C’est en toute humilité que les deux concepteurs de l’Executioner ont répertorié la liste des améliorations envisagées. « En vivant et en travaillant à bord, il est nettement plus facile de constater que certains éléments de nos conceptions méritent qu’on s’y attarde et ça nous donne une vraie longueur d’avance sur nos concurrents. Désormais on parle en toute connaissance de cause et ça, ça n’a pas de prix » souligne Hubert Simard, Directeur de projets – Ingénieur mécanique, technologue architecture navale chez Navanex. En effet, pendant ces longues heures en mer, les deux professionnels ont constaté que :

  • L’environnement est extrêmement bruyant: le moteur auxiliaire qui fournit la puissance hydraulique pour actionner les treuils de pêche, le moteur principal à combustion et les génératrices fonctionnent tous en simultané.
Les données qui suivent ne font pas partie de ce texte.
#![allow(dead_code)]

use std::sync::{
    atomic::{AtomicUsize, Ordering},
    Arc, Mutex,
};

use async_trait::async_trait;
use fruver_shipping::{
    services::{
        estimator::ShippingEstimator, geocoding::GeocodingService, pricing::PriceTable,
        routing::RoutingService, GeoPoint, TravelMode,
    },
    UpstreamError,
};

pub type CallLog = Arc<Mutex<Vec<&'static str>>>;

pub fn origin() -> GeoPoint {
    GeoPoint::new(-64.34992, -33.13067).expect("valid origin")
}

pub fn point(lon: f64, lat: f64) -> GeoPoint {
    GeoPoint::new(lon, lat).expect("valid point")
}

pub fn calls(log: &CallLog, name: &str) -> usize {
    log.lock().unwrap().iter().filter(|c| **c == name).count()
}

pub struct FakeGeocoder {
    candidates: Vec<GeoPoint>,
    failures: AtomicUsize,
    log: CallLog,
    pub queries: Mutex<Vec<(String, GeoPoint, f64)>>,
}

impl FakeGeocoder {
    pub fn new(candidates: Vec<GeoPoint>, log: &CallLog) -> Self {
        FakeGeocoder {
            candidates,
            failures: AtomicUsize::new(0),
            log: log.clone(),
            queries: Mutex::new(Vec::new()),
        }
    }

    /// Times out `failures` times before answering.
    pub fn flaky(candidates: Vec<GeoPoint>, failures: usize, log: &CallLog) -> Self {
        let geocoder = FakeGeocoder::new(candidates, log);
        geocoder.failures.store(failures, Ordering::SeqCst);
        geocoder
    }
}

#[async_trait]
impl GeocodingService for FakeGeocoder {
    async fn resolve(
        &self,
        text: &str,
        bias: GeoPoint,
        radius_meters: f64,
    ) -> Result<Vec<GeoPoint>, UpstreamError> {
        self.log.lock().unwrap().push("geocode");
        self.queries
            .lock()
            .unwrap()
            .push((text.to_string(), bias, radius_meters));
        if self.failures.load(Ordering::SeqCst) > 0 {
            self.failures.fetch_sub(1, Ordering::SeqCst);
            return Err(UpstreamError::Timeout);
        }
        Ok(self.candidates.clone())
    }
}

pub struct FakeRouter {
    distance: Option<f64>,
    failures: AtomicUsize,
    log: CallLog,
}

impl FakeRouter {
    pub fn new(distance: Option<f64>, log: &CallLog) -> Self {
        FakeRouter {
            distance,
            failures: AtomicUsize::new(0),
            log: log.clone(),
        }
    }

    pub fn flaky(distance: Option<f64>, failures: usize, log: &CallLog) -> Self {
        let router = FakeRouter::new(distance, log);
        router.failures.store(failures, Ordering::SeqCst);
        router
    }
}

#[async_trait]
impl RoutingService for FakeRouter {
    async fn route(
        &self,
        from: GeoPoint,
        _to: GeoPoint,
        mode: TravelMode,
    ) -> Result<Option<f64>, UpstreamError> {
        assert_eq!(from, origin());
        assert_eq!(mode, TravelMode::Driving);
        self.log.lock().unwrap().push("route");
        if self.failures.load(Ordering::SeqCst) > 0 {
            self.failures.fetch_sub(1, Ordering::SeqCst);
            return Err(UpstreamError::Transport("connection reset".to_string()));
        }
        Ok(self.distance)
    }
}

pub fn estimator(geocoder: &Arc<FakeGeocoder>, router: &Arc<FakeRouter>) -> ShippingEstimator {
    ShippingEstimator::new(
        geocoder.clone(),
        router.clone(),
        origin(),
        PriceTable::default(),
    )
}
use std::sync::Arc;

use log::*;
use tokio::{
    net::TcpListener,
    signal::{self, ctrl_c},
};

use fruver_shipping::{
    config::Config,
    routes,
    services::{
        estimator::ShippingEstimator, geocoding::OpenRouteServiceGeocoder, routing::OsrmRouter,
    },
    GenericError,
};

#[tokio::main]
async fn main() -> Result<(), GenericError> {
    env_logger::Builder::from_env(
        env_logger::Env::default().default_filter_or("fruver_shipping=info"),
    )
    .init();
    trace!("Logger initialized.");

    let config = Config::from_env()?;

    let client = reqwest::Client::builder()
        .timeout(config.upstream_timeout)
        .build()?;
    let geocoder = OpenRouteServiceGeocoder::new(
        client.clone(),
        &config.ors_base_url,
        &config.ors_api_key,
    );
    let router = OsrmRouter::new(client, &config.osrm_base_url);

    let estimator = ShippingEstimator::new(
        Arc::new(geocoder),
        Arc::new(router),
        config.origin,
        config.price_table.clone(),
    )
    .with_search_radius(config.search_radius_meters)
    .with_free_shipping_threshold(config.free_shipping_threshold)
    .with_retry(config.retry);
    info!(
        "Origin {}, search radius {} m, {} price tiers.",
        estimator.origin(),
        config.search_radius_meters,
        config.price_table.tiers().len()
    );

    let app = routes::router(Arc::new(estimator));

    let address = format!("0.0.0.0:{}", config.port);
    let listener = TcpListener::bind(&address).await?;
    info!("Server running on {address}");

    axum::serve(listener, app)
        .with_graceful_shutdown(shutdown_signal())
        .await?;

    info!("Server shut down.");
    Ok(())
}

async fn shutdown_signal() {
    let ctrl_c = async {
        if let Err(why) = ctrl_c().await {
            warn!("Failed to listen for Ctrl+C: {:?}", why);
            std::future::pending::<()>().await;
        }
        info!("Received Ctrl+C, shutting down");
    };

    #[cfg(unix)]
    let terminate = async {
        match signal::unix::signal(signal::unix::SignalKind::terminate()) {
            Ok(mut stream) => {
                stream.recv().await;
                info!("Received terminate signal, shutting down");
            }
            Err(why) => {
                warn!("Failed to install SIGTERM handler: {:?}", why);
                std::future::pending::<()>().await;
            }
        }
    };

    #[cfg(not(unix))]
    let terminate = std::future::pending::<()>();

    tokio::select! {
        _ = ctrl_c => {},
        _ = terminate => {},
    }
}
use std::{sync::Arc, time::Duration};

use axum::{
    extract::{rejection::JsonRejection, State},
    http::{header::CONTENT_TYPE, Method, StatusCode},
    response::{IntoResponse, Response},
    routing::{get, post},
    Json, Router,
};
use log::*;
use serde::Deserialize;
use serde_json::{json, Value};
use tower_http::cors::CorsLayer;

use crate::{
    services::{
        estimator::{Estimate, ShippingEstimator},
        GeoPoint, ShippingRequest,
    },
    ShippingError,
};

/// Body of `POST /api/calculateShipping`.
#[derive(Debug, Deserialize)]
#[serde(rename_all = "camelCase")]
pub struct ShippingPayload {
    destination: Option<String>,
    /// `[longitude, latitude]`, e.g. from a draggable map pin. Anything else
    /// is ignored in favor of `destination`.
    coords: Option<Value>,
    order_total: Option<f64>,
}

impl TryFrom<ShippingPayload> for ShippingRequest {
    type Error = ShippingError;

    fn try_from(payload: ShippingPayload) -> Result<Self, Self::Error> {
        let sent_coords = payload.coords.is_some();
        let coords = payload.coords.as_ref().and_then(coordinate_pair);
        match (coords, payload.destination) {
            (Some(coords), _) => Ok(ShippingRequest::Coordinates(GeoPoint::try_from(coords)?)),
            (None, Some(text)) if !text.trim().is_empty() => Ok(ShippingRequest::Destination(text)),
            (None, Some(_)) => Err(ShippingError::InvalidInput(
                "'destination' must not be empty".to_string(),
            )),
            (None, None) if sent_coords => Err(ShippingError::InvalidInput(
                "'coords' must be [longitude, latitude]".to_string(),
            )),
            (None, None) => Err(ShippingError::InvalidInput(
                "send either 'destination' or 'coords'".to_string(),
            )),
        }
    }
}

fn coordinate_pair(value: &Value) -> Option<[f64; 2]> {
    match value.as_array()?.as_slice() {
        [lon, lat] => Some([lon.as_f64()?, lat.as_f64()?]),
        _ => None,
    }
}

/// Maps estimator failures onto HTTP. Provider details stay in the logs.
#[derive(Debug)]
pub struct ApiError(ShippingError);

impl From<ShippingError> for ApiError {
    fn from(err: ShippingError) -> Self {
        ApiError(err)
    }
}

impl IntoResponse for ApiError {
    fn into_response(self) -> Response {
        let (status, message) = match &self.0 {
            ShippingError::InvalidInput(reason) => (StatusCode::BAD_REQUEST, reason.clone()),
            ShippingError::GeocodingFailed => (
                StatusCode::BAD_REQUEST,
                "Destination address not found, please check it".to_string(),
            ),
            ShippingError::RoutingFailed => (
                StatusCode::INTERNAL_SERVER_ERROR,
                "Could not calculate a route to the destination, try again shortly".to_string(),
            ),
            ShippingError::UpstreamUnavailable(_) => (
                StatusCode::INTERNAL_SERVER_ERROR,
                "Shipping cost service unavailable, try again shortly".to_string(),
            ),
        };
        if status.is_server_error() {
            error!("Shipping estimate failed: {}", self.0);
        } else {
            warn!("Rejected shipping request: {}", self.0);
        }

        (status, Json(json!({ "error": message }))).into_response()
    }
}

pub fn router(estimator: Arc<ShippingEstimator>) -> Router {
    let cors = CorsLayer::new()
        .allow_methods([Method::POST, Method::OPTIONS])
        .allow_headers([CONTENT_TYPE])
        .max_age(Duration::from_secs(60 * 60));

    Router::new()
        .route("/api/calculateShipping", post(calculate_shipping))
        .route("/health", get(health))
        .layer(cors)
        .with_state(estimator)
}

async fn calculate_shipping(
    State(estimator): State<Arc<ShippingEstimator>>,
    payload: Result<Json<ShippingPayload>, JsonRejection>,
) -> Result<Json<Value>, ApiError> {
    let Json(payload) = payload.map_err(|rejection| {
        ShippingError::InvalidInput(format!("malformed request body: {}", rejection.body_text()))
    })?;
    trace!("Received shipping request {:?}.", payload);

    let order_total = payload.order_total;
    let request = ShippingRequest::try_from(payload)?;

    let body = match estimator.estimate_order(&request, order_total).await? {
        Estimate::Quoted(quote) => json!(quote),
        Estimate::FreeShipping { destination } => json!({
            "destinationCoords": destination,
            "shippingCost": null,
        }),
    };
    Ok(Json(body))
}

async fn health() -> Json<Value> {
    Json(json!({ "status": "ok" }))
}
Hubert et Jean-Nil préconisent déjà plusieurs solutions pour réduire cette pollution sonore.
  • L’eau qui envahit constamment le pont : Là encore, ils envisagent des ouvertures mieux adaptées pour écouler cette eau ainsi que des stations de pompage de cales supplémentaires comme un système à double redondance pour assurer un drainage adéquat.
  • La sécurité : bien que déjà accrue, ils ont déjà imaginé des façons de la renforcer par des solutions simples qu’il aurait été difficile, voire impossible, de concevoir sans ce voyage.
  • Le parcours des prises depuis leur entrée dans les chaluts jusqu’à leur conservation dans les cales réfrigérées : ce circuit pourrait être facilité pour engendrer un gain de temps et permettre à l’équipage de gagner quelques heures de repos supplémentaires.
  • La circulation à bord du navire : Plusieurs améliorations seront incluses dans la conception du nouveau chalutier pour que les membres d’équipage puissent plus aisément passer d’un espace à l’autre en restant au sec et ainsi éviter les changements fréquents de vêtements et de bottes. L’environnement à bord étant peu confortable, ce genre d’amélioration sera très certainement bienvenu.
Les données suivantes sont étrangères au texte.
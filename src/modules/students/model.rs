//! Student data models and DTOs.
//!
//! # Core types
//!
//! - [`Student`] - student record as stored
//! - [`StudentDetail`] - student plus a summary of the creating user
//!
//! # Request DTOs
//!
//! - [`CreateStudentDto`] - all required fields for a new record
//! - [`UpdateStudentDto`] - partial update, every field optional
//! - [`StudentFilterParams`] - list query: search, filters, sort, pagination
//!
//! Sorting is restricted to the closed [`SortField`] enum so caller-controlled
//! strings never reach the SQL `ORDER BY` clause.

use chrono::{DateTime, NaiveDate, Utc};
use serde::{Deserialize, Serialize};
use sqlx::FromRow;
use utoipa::ToSchema;
use uuid::Uuid;
use validator::Validate;

use crate::utils::pagination::{PaginationMeta, PaginationParams};

#[derive(Debug, Clone, Copy, PartialEq, Eq, Serialize, Deserialize, sqlx::Type, ToSchema)]
#[serde(rename_all = "lowercase")]
#[sqlx(type_name = "gender", rename_all = "lowercase")]
pub enum Gender {
    Male,
    Female,
    Other,
}

#[derive(
    Debug, Clone, Copy, Default, PartialEq, Eq, Serialize, Deserialize, sqlx::Type, ToSchema,
)]
#[serde(rename_all = "lowercase")]
#[sqlx(type_name = "student_status", rename_all = "lowercase")]
pub enum StudentStatus {
    #[default]
    Active,
    Graduated,
    Suspended,
    Withdrawn,
}

/// A student record.
///
/// `created_by_id` is a weak reference to the creating user; deleting that
/// user leaves it dangling (set to null), it never cascades.
#[derive(Debug, Clone, PartialEq, Serialize, Deserialize, FromRow, ToSchema)]
pub struct Student {
    pub id: Uuid,
    pub student_id: String,
    pub first_name: String,
    pub last_name: String,
    pub email: String,
    pub phone: Option<String>,
    pub date_of_birth: Option<NaiveDate>,
    pub gender: Gender,
    pub address: Option<String>,
    pub department: String,
    pub program: String,
    pub year: i32,
    pub semester: i32,
    pub enrollment_date: NaiveDate,
    pub gpa: Option<f64>,
    pub status: StudentStatus,
    pub created_by_id: Option<Uuid>,
    pub created_at: DateTime<Utc>,
    pub updated_at: DateTime<Utc>,
}

/// Summary of the user that created a student record.
#[derive(Debug, Clone, PartialEq, Serialize, FromRow, ToSchema)]
pub struct CreatedBySummary {
    pub id: Uuid,
    pub first_name: String,
    pub last_name: String,
    pub email: String,
}

#[derive(Debug, Clone, Serialize, ToSchema)]
pub struct StudentDetail {
    #[serde(flatten)]
    pub student: Student,
    pub created_by: Option<CreatedBySummary>,
}

#[derive(Debug, Clone, Deserialize, Validate, ToSchema)]
pub struct CreateStudentDto {
    #[validate(length(min = 1, message = "student_id must not be empty"))]
    pub student_id: String,
    #[validate(length(min = 1, message = "first_name must not be empty"))]
    pub first_name: String,
    #[validate(length(min = 1, message = "last_name must not be empty"))]
    pub last_name: String,
    #[validate(email(message = "email must be a valid email"))]
    pub email: String,
    pub phone: Option<String>,
    pub date_of_birth: Option<NaiveDate>,
    pub gender: Gender,
    pub address: Option<String>,
    #[validate(length(min = 1, message = "department must not be empty"))]
    pub department: String,
    #[validate(length(min = 1, message = "program must not be empty"))]
    pub program: String,
    #[validate(range(min = 1, max = 5, message = "year must be between 1 and 5"))]
    pub year: i32,
    #[validate(range(min = 1, max = 2, message = "semester must be between 1 and 2"))]
    pub semester: i32,
    /// Defaults to the current date when absent.
    pub enrollment_date: Option<NaiveDate>,
    #[validate(range(min = 0.0, max = 4.0, message = "gpa must be between 0.0 and 4.0"))]
    pub gpa: Option<f64>,
    #[serde(default)]
    pub status: StudentStatus,
}

/// Partial update; absent fields keep their stored value.
#[derive(Debug, Clone, Default, Deserialize, Validate, ToSchema)]
pub struct UpdateStudentDto {
    #[validate(length(min = 1, message = "student_id must not be empty"))]
    pub student_id: Option<String>,
    #[validate(length(min = 1, message = "first_name must not be empty"))]
    pub first_name: Option<String>,
    #[validate(length(min = 1, message = "last_name must not be empty"))]
    pub last_name: Option<String>,
    #[validate(email(message = "email must be a valid email"))]
    pub email: Option<String>,
    pub phone: Option<String>,
    pub date_of_birth: Option<NaiveDate>,
    pub gender: Option<Gender>,
    pub address: Option<String>,
    #[validate(length(min = 1, message = "department must not be empty"))]
    pub department: Option<String>,
    #[validate(length(min = 1, message = "program must not be empty"))]
    pub program: Option<String>,
    #[validate(range(min = 1, max = 5, message = "year must be between 1 and 5"))]
    pub year: Option<i32>,
    #[validate(range(min = 1, max = 2, message = "semester must be between 1 and 2"))]
    pub semester: Option<i32>,
    pub enrollment_date: Option<NaiveDate>,
    #[validate(range(min = 0.0, max = 4.0, message = "gpa must be between 0.0 and 4.0"))]
    pub gpa: Option<f64>,
    pub status: Option<StudentStatus>,
}

/// Columns the list endpoint may sort by.
#[derive(Debug, Clone, Copy, Default, PartialEq, Eq, Deserialize, ToSchema)]
#[serde(rename_all = "snake_case")]
pub enum SortField {
    StudentId,
    FirstName,
    LastName,
    Email,
    Department,
    Program,
    Year,
    Semester,
    Gpa,
    Status,
    EnrollmentDate,
    #[default]
    CreatedAt,
    UpdatedAt,
}

impl SortField {
    pub fn column(&self) -> &'static str {
        match self {
            Self::StudentId => "student_id",
            Self::FirstName => "first_name",
            Self::LastName => "last_name",
            Self::Email => "email",
            Self::Department => "department",
            Self::Program => "program",
            Self::Year => "year",
            Self::Semester => "semester",
            Self::Gpa => "gpa",
            Self::Status => "status",
            Self::EnrollmentDate => "enrollment_date",
            Self::CreatedAt => "created_at",
            Self::UpdatedAt => "updated_at",
        }
    }
}

#[derive(Debug, Clone, Copy, Default, PartialEq, Eq, Deserialize, ToSchema)]
#[serde(rename_all = "lowercase")]
pub enum SortDirection {
    Asc,
    #[default]
    Desc,
}

impl SortDirection {
    pub fn as_sql(&self) -> &'static str {
        match self {
            Self::Asc => "ASC",
            Self::Desc => "DESC",
        }
    }
}

/// List query parameters. `search` is an OR substring match over first name,
/// last name, email, and student id; `status` and `program` are exact-match
/// filters combined with AND.
#[derive(Debug, Clone, Default, Deserialize, ToSchema)]
pub struct StudentFilterParams {
    pub search: Option<String>,
    pub status: Option<StudentStatus>,
    pub program: Option<String>,
    #[serde(default)]
    pub sort_by: SortField,
    #[serde(default)]
    pub sort_order: SortDirection,
    #[serde(flatten)]
    pub pagination: PaginationParams,
}

#[derive(Debug, Serialize, ToSchema)]
pub struct PaginatedStudentsResponse {
    pub data: Vec<Student>,
    pub meta: PaginationMeta,
}

// --- statistics ---

#[derive(Debug, Serialize, ToSchema)]
pub struct StatusCounts {
    pub active: i64,
    pub graduated: i64,
    pub suspended: i64,
    pub withdrawn: i64,
}

/// Grouped on the `program` column but labeled `department` for
/// compatibility with the consuming dashboard.
#[derive(Debug, Serialize, FromRow, ToSchema)]
pub struct DepartmentCount {
    pub department: String,
    pub count: i64,
}

#[derive(Debug, Serialize, FromRow, ToSchema)]
pub struct YearCount {
    pub year: i32,
    pub count: i64,
}

#[derive(Debug, Serialize, FromRow, ToSchema)]
pub struct RecentStudent {
    pub id: Uuid,
    pub student_id: String,
    pub first_name: String,
    pub last_name: String,
    pub email: String,
    pub program: String,
    /// Alias of `program`, kept for dashboard compatibility.
    pub department: String,
    pub status: StudentStatus,
    pub created_at: DateTime<Utc>,
}

/// Four-bucket GPA histogram: excellent >= 3.5, good [3.0, 3.5),
/// average [2.5, 3.0), below_average < 2.5. Students without a GPA are not
/// counted in any bucket.
#[derive(Debug, Serialize, ToSchema)]
pub struct GpaDistribution {
    pub excellent: i64,
    pub good: i64,
    pub average: i64,
    pub below_average: i64,
}

#[derive(Debug, Serialize, ToSchema)]
pub struct StudentStatistics {
    pub total: i64,
    pub by_status: StatusCounts,
    pub by_department: Vec<DepartmentCount>,
    pub by_year: Vec<YearCount>,
    pub recent_students: Vec<RecentStudent>,
    /// Average over recorded GPAs, rounded to two decimals; absent when no
    /// student has one.
    pub average_gpa: Option<f64>,
    pub gpa_distribution: GpaDistribution,
}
Des points identifiés avant le voyage

Avant même de partir pour cet incroyable périple, Jean-Nil, Hubert et leurs collègues de Navanex avaient déjà réfléchi à des améliorations de conception qu’ils voulaient valider :

  • Le raffinement de la coque pour la rendre plus hydrodynamique, réduire la résistance et augmenter son efficacité avec un bulbe encore plus performant.
  • Les stabilisateurs encastrés, une innovation très judicieuse; les ailerons et l’encastrement profilés pour améliorer l’efficacité des stabilisateurs lorsqu’ils sont abaissés. De plus, ils opposeront moins de résistance. Les encastrer diminuera également les risques de bris.

Ces points ont d’ailleurs été discutés avec le capitane et propriétaire, Dennis McCarthy et seront intégrés dans les prochains projets exécutés par l’équipe de Navanex au Chantier Naval Forillon.

Une deuxième expérience pratique

À l’automne 2022, Hubert Simard et Jean-Nil Poirier Morissette avaient déjà participé à une formation pratique au Marine Institue du Memorial University of Newfoundland. Organisée par l’association des Capitaines-Propriétaires de la Gaspésie (ACPG), la formation visait à observer le comportement d’un nouveau chalut semi-pélagique. Un modèle réduit, réagissant aux courants du réservoir vitré de l’institut de formation, leur a permis de constater que ce modèle offrait une meilleure protection des fonds marins. Il sera donc recommandé à leurs clients, le cas échéant.

Un avantage sur tous les points

Ce genre d’expérience pratique permet aux ingénieurs et technologues de constater de manière bien réelle les conséquences et les comportements engendrés par leurs concepts. L’avantage concurrentiel acquis par une telle démarche renforcera la crédibilité déjà bien établie des experts en architecture navale de Navanex qui en sont à la réalisation de leur 5e grand navire de pêche de ce type. En effet, ils ont déjà assuré la conception des F/V Dual venture, F/V Executioner, F/V Russell’s legacy et F/V Nathen K.